Using ScraperAPI to Bypass Anti-Bot Protection
Complete guide to using ScraperAPI for web scraping with automatic proxy rotation, CAPTCHA solving, and anti-bot bypass.
ScraperAPI is a web scraping API that handles proxy rotation, CAPTCHA solving, and anti-bot bypass automatically. Instead of managing your own proxy infrastructure, you send requests through their API and get back clean HTML.
Getting Started
Sign up at scraperapi.com to get your API key. The free tier includes 5,000 API credits per month.
pip install requests
Method 1: API Endpoint
The simplest way to use ScraperAPI, pass the target URL as a parameter:
import requests
API_KEY = "YOUR_SCRAPERAPI_KEY"
response = requests.get(
"http://api.scraperapi.com",
params={
"api_key": API_KEY,
"url": "https://example.com",
},
timeout=60,
)
print(response.status_code)
print(response.text[:500])
Method 2: Proxy Port
Use ScraperAPI as a standard proxy, which works with any HTTP library:
import requests
API_KEY = "YOUR_SCRAPERAPI_KEY"
proxy = f"http://scraperapi:{API_KEY}@proxy-server.scraperapi.com:8001"
response = requests.get(
"https://example.com",
proxies={"http": proxy, "https": proxy},
verify=False,
timeout=60,
)
print(response.text[:500])
Key Features
JavaScript Rendering
For sites that require a browser to render content:
response = requests.get(
"http://api.scraperapi.com",
params={
"api_key": API_KEY,
"url": "https://spa-website.com",
"render": "true",
},
timeout=90,
)
Geographic Targeting
Get results as seen from a specific country:
response = requests.get(
"http://api.scraperapi.com",
params={
"api_key": API_KEY,
"url": "https://example.com",
"country_code": "us",
},
)
Session Stickiness
Maintain the same IP across multiple requests using session numbers:
# All requests with the same session number use the same IP
for page in range(1, 6):
response = requests.get(
"http://api.scraperapi.com",
params={
"api_key": API_KEY,
"url": f"https://example.com/page/{page}",
"session_number": "12345",
},
)
print(f"Page {page}: {response.status_code}")
Using with Scrapy
# settings.py
SCRAPEOPS_API_KEY = "YOUR_SCRAPERAPI_KEY"

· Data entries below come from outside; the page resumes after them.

impl GithubSettings {
    /// Load settings from environment variables
    ///
    /// Expects GITHUB_REPO and GITHUB_TOKEN_ATTRIBUTES_ID; GITHUB_BRANCH
    /// defaults to `main`, GITHUB_PATH_PREFIX to empty.
    pub fn from_env() -> Result<Self, ConfigError> {
        Ok(Self {
            repo: require_env("github", "GITHUB_REPO")?,
            branch: std::env::var("GITHUB_BRANCH").unwrap_or_else(|_| "main".to_string()),
            token_attributes_id: require_env("github", "GITHUB_TOKEN_ATTRIBUTES_ID")?,
            path_prefix: std::env::var("GITHUB_PATH_PREFIX").unwrap_or_default(),
        })
    }

    /// Validate for write use; a `master` branch is rejected to steer users
    /// toward the renamed default branch.
    pub fn validate(&self) -> Result<(), ConfigError> {
        require("github", "repo", &self.repo)?;
        if !self.repo.contains('/') {
            return Err(ConfigError::InvalidValue {
                backend: "github".into(),
                field: "repo".into(),
                reason: "expected owner/name".into(),
            });
        }
        require("github", "branch", &self.branch)?;
        if self.branch == "master" {
            return Err(ConfigError::ProtectedBranch);
        }
        require("github", "token_attributes_id", &self.token_attributes_id)
    }

    pub fn config_hash(&self) -> String {
        config_hash([
            self.repo.as_str(),
            self.branch.as_str(),
            self.token_attributes_id.as_str(),
            self.path_prefix.as_str(),
        ])
    }
}

/// Gitee content-API settings
#[derive(Debug, Clone, PartialEq, Eq, Serialize, Deserialize)]
pub struct GiteeSettings {
    /// `owner/name`
    pub repo: String,
    pub branch: String,
    /// Attributes id the access token is stored under
    pub token_attributes_id: String,
    pub path_prefix: String,
}

impl Default for GiteeSettings {
    fn default() -> Self {
        Self {
            repo: String::new(),
            branch: "master".to_string(),
            token_attributes_id: String::new(),
            path_prefix: String::new(),
        }
    }
}

impl GiteeSettings {
    pub fn validate(&self) -> Result<(), ConfigError> {
        require("gitee", "repo", &self.repo)?;
        if !self.repo.contains('/') {
            return Err(ConfigError::InvalidValue {
                backend: "gitee".into(),
                field: "repo".into(),
                reason: "expected owner/name".into(),
            });
        }
        require("gitee", "branch", &self.branch)?;
        require("gitee", "token_attributes_id", &self.token_attributes_id)
    }

    pub fn config_hash(&self) -> String {
        config_hash([
            self.repo.as_str(),
            self.branch.as_str(),
            self.token_attributes_id.as_str(),
            self.path_prefix.as_str(),
        ])
    }
}

/// HTTP verb the generic form backend sends
#[derive(Debug, Clone, Copy, PartialEq, Eq, Default, Serialize, Deserialize)]
pub enum HttpVerb {
    #[default]
    Post,
    Put,
}

impl HttpVerb {
    pub fn as_str(&self) -> &'static str {
        match self {
            HttpVerb::Post => "POST",
            HttpVerb::Put => "PUT",
        }
    }
}

/// Generic multipart backend, driven entirely by configuration
#[derive(Debug, Clone, PartialEq, Eq, Serialize, Deserialize)]
pub struct HttpFormSettings {
    pub endpoint: String,
    pub verb: HttpVerb,
    /// Multipart field name the file is attached under
    pub file_field: String,
    /// JSON pointer to the returned URL in the response body
    pub url_pointer: String,
    /// Attributes id of a bearer token; blank means unauthenticated
    pub token_attributes_id: String,
}

impl Default for HttpFormSettings {
    fn default() -> Self {
        Self {
            endpoint: String::new(),
            verb: HttpVerb::Post,
            file_field: "file".to_string(),
            url_pointer: "/url".to_string(),
            token_attributes_id: String::new(),
        }
    }
}

impl HttpFormSettings {
    pub fn validate(&self) -> Result<(), ConfigError> {
        require("http_form", "endpoint", &self.endpoint)?;
        require("http_form", "file_field", &self.file_field)?;
        require("http_form", "url_pointer", &self.url_pointer)?;
        if !self.url_pointer.starts_with('/') {
            return Err(ConfigError::InvalidValue {
                backend: "http_form".into(),
                field: "url_pointer".into(),
                reason: "JSON pointer must start with `/`".into(),
            });
        }
        Ok(())
    }

    pub fn config_hash(&self) -> String {
        config_hash([
            self.endpoint.as_str(),
            self.verb.as_str(),
            self.file_field.as_str(),
            self.url_pointer.as_str(),
            self.token_attributes_id.as_str(),
        ])
    }
}
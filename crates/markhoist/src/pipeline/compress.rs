//! Compress stage: shrink local raster images before upload
//!
//! Skipped entirely when disabled in options. Network references carry no
//! local bytes, so they pass through untouched. Re-encoding happens in
//! memory; a result that fails to decode or does not shrink keeps the
//! original bytes.

use async_trait::async_trait;
use tracing::debug;

use super::{Handler, PipelineContext, Signal};

pub struct CompressHandler;

#[async_trait]
impl Handler for CompressHandler {
    fn name(&self) -> &'static str {
        "compress"
    }

    async fn handle(&self, ctx: &mut PipelineContext) -> Signal {
        if !ctx.options.compress {
            return Signal::Continue;
        }
        let quality = ctx.options.compress_quality.clamp(1, 100);
        for (name, file) in ctx.files.iter_mut() {
            if let Some(smaller) = recompress(&file.bytes, name, quality) {
                debug!(
                    image = %name,
                    before = file.bytes.len(),
                    after = smaller.len(),
                    "recompressed"
                );
                file.bytes = smaller;
            }
        }
        Signal::Continue
    }
}

/// Re-encode raster bytes; `None` when the format is not handled, decoding
/// fails, or the result would not shrink.
fn recompress(bytes: &[u8], name: &str, quality: u8) -> Option<Vec<u8>> {
    let extension = name.rsplit('.').next().unwrap_or("").to_ascii_lowercase();
    let decoded = image::load_from_memory(bytes).ok()?;
    let mut out = Vec::new();
    match extension.as_str() {
        "jpg" | "jpeg" => {
            let encoder = image::codecs::jpeg::JpegEncoder::new_with_quality(&mut out, quality);
            decoded.write_with_encoder(encoder).ok()?;
        }
        "png" => {
            decoded
                .write_to(&mut std::io::Cursor::new(&mut out), image::ImageFormat::Png)
                .ok()?;
        }
        _ => return None,
    }
    (out.len() < bytes.len()).then_some(out)
}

DOWNLOADER_MIDDLEWARES = {
"scrapy.downloadermiddlewares.httpproxy.HttpProxyMiddleware": 110,
}
# In your spider
def start_requests(self):
api_key = self.settings.get("SCRAPEOPS_API_KEY")
target = "https://example.com"
url = f"http://api.scraperapi.com?api_key={api_key}&url={target}"

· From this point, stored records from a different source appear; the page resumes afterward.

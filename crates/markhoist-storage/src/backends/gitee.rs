//! Gitee content-API backend
//!
//! Same capability as the GitHub backend against Gitee's v5 API: file
//! creation is a POST carrying the access token in the body, and the public
//! URL uses the `https://gitee.com/{repo}/raw/{branch}/{key}` form.

use async_trait::async_trait;
use base64::Engine;
use base64::engine::general_purpose::STANDARD as BASE64;
use reqwest::StatusCode;

use markhoist::{ConfigError, StorageClient, UploadError};

use super::http_client;
use crate::config::{GiteeSettings, NetworkSettings, SettingsStore};
use crate::url::{gitee_raw_url, join_key};

const API_ROOT: &str = "https://gitee.com/api/v5";

pub struct GiteeClient {
    http: reqwest::Client,
    repo: String,
    branch: String,
    token: String,
    path_prefix: String,
}

impl GiteeClient {
    pub fn new(
        settings: &GiteeSettings,
        network: &NetworkSettings,
        store: &dyn SettingsStore,
    ) -> Result<Self, ConfigError> {
        settings.validate()?;
        let token = store.secret(&settings.token_attributes_id).ok_or_else(|| {
            ConfigError::MissingSecret {
                attributes_id: settings.token_attributes_id.clone(),
            }
        })?;
        Ok(Self {
            http: http_client(network)?,
            repo: settings.repo.clone(),
            branch: settings.branch.clone(),
            token,
            path_prefix: settings.path_prefix.clone(),
        })
    }
}

#[async_trait]
impl StorageClient for GiteeClient {
    fn name(&self) -> &'static str {
        "gitee"
    }

    async fn upload(&self, data: &[u8], logical_name: &str) -> Result<String, UploadError> {
        let key = join_key(&self.path_prefix, logical_name);
        let api_url = format!("{API_ROOT}/repos/{}/contents/{key}", self.repo);
        let body = serde_json::json!({
            "access_token": self.token,
            "message": format!("upload {logical_name}"),
            "branch": self.branch,
            "content": BASE64.encode(data),
        });

        let response = self.http.post(&api_url).json(&body).send().await?;

        let status = response.status();
        if status == StatusCode::OK || status == StatusCode::CREATED {
            return Ok(gitee_raw_url(&self.repo, &self.branch, &key));
        }
        let body = response.text().await.unwrap_or_default();
        if status == StatusCode::UNAUTHORIZED || status == StatusCode::FORBIDDEN {
            return Err(UploadError::Auth(body));
        }
        Err(UploadError::Status {
            status: status.as_u16(),
            body,
        })
    }
}

#[cfg(test)]
mod tests {
    use super::*;
    use crate::config::{MemorySettings, StorageSettings};

    #[test]
    fn gitee_keeps_master_as_a_writable_branch() {
        // The protected-branch guard is a GitHub quirk; Gitee repos still
        // default to master.
        let store = MemorySettings::new(StorageSettings::default()).with_secret("ge", "tok");
        let client = GiteeClient::new(
            &GiteeSettings {
                repo: "bob/assets".into(),
                branch: "master".into(),
                token_attributes_id: "ge".into(),
                ..GiteeSettings::default()
            },
            &NetworkSettings::default(),
            &store,
        )
        .unwrap();
        assert_eq!(client.branch, "master");
    }
}
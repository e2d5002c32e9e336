//! # lambda-workflow - Typed Handlers for API Gateway Lambda Functions
//!
//! `lambda-workflow` routes API Gateway proxy requests to plain Rust
//! functions, decodes the request into the type each handler declares, runs
//! ordered pre and post actions around the call, and turns what the handler
//! set on the [`Context`] back into the wire response.
//!
//! ## Quick Start
//!
//! ```rust,ignore
//! use lambda_workflow::prelude::*;
//! use serde::{Deserialize, Serialize};
//!
//! #[derive(Clone, Serialize, Deserialize)]
//! struct Car {
//!     id: String,
//!     model: String,
//! }
//!
//! fn get_car(ctx: &mut Context, Json(car): Json<Car>) -> Result<(), BoxError> {
//!     // `id` comes from the `{id}` path parameter.
//!     ctx.set_response(car).set_status_code(200);
//!     Ok(())
//! }
//!
//! let workflow = ProxyWorkflow::builder()
//!     .add_pre_action(LoggingAction::new())
//!     .add_get_handler("/car/{id}", get_car)
//!     .build()?;
//!
//! let response = workflow.handle(request)?;
//! ```
//!
//! ## Routing
//!
//! Exact routes always win over `{param}` routes. Among `{param}` routes the
//! first one registered wins. A request matching no route gets `404` with an
//! empty body and runs no action.
//!
//! ## Features
//!
//! - `tracing` (default): debug and warn events from the routing and the
//!   pipeline, and structured output for [`LoggingAction`](hooks::LoggingAction).

#![deny(clippy::wildcard_imports)]
#![warn(missing_docs)]

pub use lambda_workflow_core::{
    // Actions
    Action,
    // Wire types
    AuthorizerRequest,
    AuthorizerResponse,
    // Injection
    Bootstrap,
    BoxError,
    BoxedAction,
    BoxedHandler,
    // Context
    Context,
    Dependency,
    ErasedHandler,
    // Errors
    ErrorKind,
    // Extraction
    Event,
    FromEvent,
    // Handlers
    Handler,
    Injector,
    IntoOutcome,
    Json,
    JsonBody,
    // Message
    Message,
    Outcome,
    PolicyDocument,
    PolicyStatement,
    ProxyRequest,
    ProxyResponse,
    ResolveError,
    RouterBuildError,
    Stack,
    TypedResponse,
    WorkflowError,
    bootstrap,
    boxed_action,
    boxed_handler,
    merged_payload,
};

// Workflows
pub use lambda_workflow_std::{
    authorizer::{AuthorizerHandlerBuilder, AuthorizerWorkflow, AuthorizerWorkflowBuilder},
    builder::WorkflowBuilder,
    pipeline::{Pipeline, Stage},
    proxy::{ProxyWorkflow, ProxyWorkflowBuilder, RouteBuilder},
    registry::HandlerEntry,
};

/// Route tables and the router traits.
pub mod routing {
    pub use lambda_workflow_std::routing::{
        ExactRouter, ExactRouterBuilder, PathPattern, PatternRouter, PatternRouterBuilder,
        RouteKey, RouteResult, RouteTable, RouteTableBuilder, Router, RouterBuilder,
    };
}

/// Response adapters.
pub mod response {
    pub use lambda_workflow_std::response::{
        NOT_FOUND, into_authorizer_response, into_proxy_response, not_found,
    };
}

/// Standard action implementations.
pub mod hooks {
    #![allow(clippy::wildcard_imports)]
    pub use lambda_workflow_std::hooks::*;
}

/// Testing utilities.
pub mod testing {
    #![allow(clippy::wildcard_imports)]
    pub use lambda_workflow_std::testing::*;
}

/// Prelude module - common imports for lambda-workflow.
///
/// # Usage
///
/// ```rust,ignore
/// use lambda_workflow::prelude::*;
/// ```
pub mod prelude {
    pub use crate::{
        // Actions
        Action,
        AuthorizerRequest,
        AuthorizerResponse,
        AuthorizerWorkflow,
        // Errors
        BoxError,
        // Core types
        Context,
        Event,
        Injector,
        Json,
        JsonBody,
        ProxyRequest,
        ProxyResponse,
        // Workflows
        ProxyWorkflow,
        WorkflowError,
        bootstrap,
        hooks::LoggingAction,
    };
}
//! Configuration shared by every workflow builder.

use crate::pipeline::Pipeline;
use lambda_workflow_core::{Action, Bootstrap, BoxedAction, boxed_action};
use std::fmt;

/// Bootstrap and global actions, collected while a workflow is being built.
#[derive(Default)]
pub struct WorkflowBuilder {
    bootstrap: Option<Bootstrap>,
    pre_actions: Vec<BoxedAction>,
    post_actions: Vec<BoxedAction>,
}

impl WorkflowBuilder {
    /// Create an empty builder.
    pub fn new() -> Self {
        Self::default()
    }

    /// Append a global action run before every handler.
    pub fn add_pre_action<A: Action>(mut self, action: A) -> Self {
        self.pre_actions.push(boxed_action(action));
        self
    }

    /// Append a global action run after every handler.
    pub fn add_post_action<A: Action>(mut self, action: A) -> Self {
        self.post_actions.push(boxed_action(action));
        self
    }

    /// Set the factory building the per-invocation injector.
    ///
    /// Replaces any previously set bootstrap.
    pub fn set_bootstrap(mut self, bootstrap: Bootstrap) -> Self {
        self.bootstrap = Some(bootstrap);
        self
    }

    /// Freeze the configuration into a [`Pipeline`].
    pub fn into_pipeline(self) -> Pipeline {
        Pipeline::new(self.bootstrap, self.pre_actions, self.post_actions)
    }
}

impl fmt::Debug for WorkflowBuilder {
    fn fmt(&self, f: &mut fmt::Formatter<'_>) -> fmt::Result {
        f.debug_struct("WorkflowBuilder")
            .field("has_bootstrap", &self.bootstrap.is_some())
            .field("pre_actions", &self.pre_actions.len())
            .field("post_actions", &self.post_actions.len())
            .finish()
    }
}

yield scrapy.Request(url=url, callback=self.parse)
Pricing Considerations
- Free tier: 5,000 credits/month
- JavaScript rendering costs 10 credits per request (vs 1 for standard)
- Residential proxies cost 25 credits per request
- Monitor your usage at the ScraperAPI dashboard
ScraperAPI is an excellent choice when you want to focus on data extraction rather than anti-bot infrastructure.